O interesse especial da atividade predatória é pelo pirarucu, um peixe caro e que não pode ser pescado fora de plano de manejo; e pelo tracajá, um cágado bastante apreciado pelos colombianos — Atalaia do Norte está na tríplice fronteira do Brasil com Peru e Colômbia.

As mortes de Bruno e Dom, que ficaram desaparecidos por 11 dias após percorrerem o Rio Itaquaí, nas proximidades da terra indígena, têm relação com as atividades de pesca e caça ilegal na região, segundo as investigações da Polícia Civil do Amazonas e da PF.

O pescador Amarildo Oliveira, o “Pelado”, confessou participação no assassinato dos dois, segundo informação divulgada pela PF. “Pelado” disse que o crime teve relação com as barreiras impostas por Pereira à atividade de pesca ilegal.

Bruno era servidor da Funai e licenciou-se do órgão após ser exonerado do cargo de coordenador-geral de Índios Isolados e de Recente Contato.

Começou a trabalhar na Univaja (União dos Povos Indígenas Vale do Javari) e foi decisivo para a estruturação do serviço de vigilância indígena, composto por populações que vivem no território demarcado.

A vigilância indígena acaba exercendo o papel que deveria ser feito por órgãos do governo.

O esvaziamento desses órgãos, como é o caso da falta de um chefe do Segat, na Funai, em Atalaia do Norte, e o avanço de atividades ilegais, em especial, a pesca do pirarucu, levaram à estruturação do serviço de vigilância indígena.

A Funai já teve mais de 30 servidores na unidade, em Atalaia do Norte, há mais de 10 anos. Hoje, são 12. A coordenação é responsável pela Terra Indígena Vale do Javari e mais quatro territórios demarcados na região.

Até ficar vago, o Segat estava voltado, principalmente, para uma tentativa de fiscalização e repressão de atividades de pesca e caça ilegais, em articulação com o Exército.

Hoje, são as bases de fiscalização da Funai, na entrada de terras indígenas, as principais responsáveis por tentativas de identificação de ilícitos nesses territórios.

Procurada, a Funai não respondeu a questionamentos enviados pela Folha.

Na última terça-feira, 14, a Folha mostrou que o governo federal abandonou o assentamento rural e o plano de manejo de pirarucu existente na região onde Pereira e Phillips desapareceram. As iniciativas, hoje, se restringem a placas gastas instaladas em pontos na beira do Rio Itaquaí.

O abandono do PAE (Projeto de Assentamento Agroextrativista) Lago São Rafael, criado em 2011, para assentar 200 famílias ribeirinhas, e do plano de manejo do pirarucu contribuiu para o incremento da pesca e da caça ilegal na região.

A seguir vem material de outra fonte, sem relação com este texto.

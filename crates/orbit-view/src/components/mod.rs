pub mod shape;
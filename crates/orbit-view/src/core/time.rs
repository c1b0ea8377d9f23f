use std::time::{Duration, Instant};

/// Source of elapsed animation time, in milliseconds since some start instant.
pub trait Clock {
    fn elapsed_millis(&self) -> f64;
}

/// Monotonic stopwatch started at construction.
#[derive(Debug, Clone, Copy)]
pub struct Stopwatch {
    start: Instant,
}

impl Stopwatch {
    pub fn start_new() -> Self {
        Self {
            start: Instant::now(),
        }
    }

    pub fn elapsed(&self) -> Duration {
        self.start.elapsed()
    }

    /// Restart timing from now.
    pub fn restart(&mut self) {
        self.start = Instant::now();
    }
}

impl Default for Stopwatch {
    fn default() -> Self {
        Self::start_new()
    }
}

impl Clock for Stopwatch {
    fn elapsed_millis(&self) -> f64 {
        self.elapsed().as_secs_f64() * 1000.0
    }
}

/// Clock pinned to a chosen time. Useful for reproducible frames.
#[derive(Debug, Clone, Copy, Default, PartialEq)]
pub struct FixedClock {
    millis: f64,
}

impl FixedClock {
    pub fn new(millis: f64) -> Self {
        Self { millis }
    }

    pub fn set(&mut self, millis: f64) {
        self.millis = millis;
    }

    /// Move time forward by `delta_ms`.
    pub fn advance(&mut self, delta_ms: f64) {
        self.millis += delta_ms;
    }
}

impl Clock for FixedClock {
    fn elapsed_millis(&self) -> f64 {
        self.millis
    }
}
pub mod draw_list;
pub mod traits;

Uma placa do governo federal instalada próximo à Comunidade São Rafael, o último lugar visitado por Pereira e Phillips antes do desaparecimento, indica que ali existe um assentamento agroextrativista, com a responsabilidade de ser desenvolvido pelo Incra (Instituto Nacional de Colonização e Reforma Agrária).

A placa está localizada ao lado de uma casa, que deveria ser um posto de fiscalização a cargo do Incra e do Ibama. Ao órgão ambiental, caberia fiscalizar o plano de manejo sustentável do pirarucu.

Não há fiscais ou investimentos no assentamento e em fiscalização. Nesse cenário, os ribeirinhos ficaram, em 2021, sem cota da quantidade de pirarucu que pode ser pescada, legalmente, nos lagos das comunidades, dizem os próprios moradores; e não há servidores do Incra e do Ibama em Atalaia do Norte, segundo o prefeito da cidade, Denis Paiva (União Brasil).

A unidade do Incra, em Benjamin Constant, município vizinho, foi fechada em 2021, conforme o prefeito.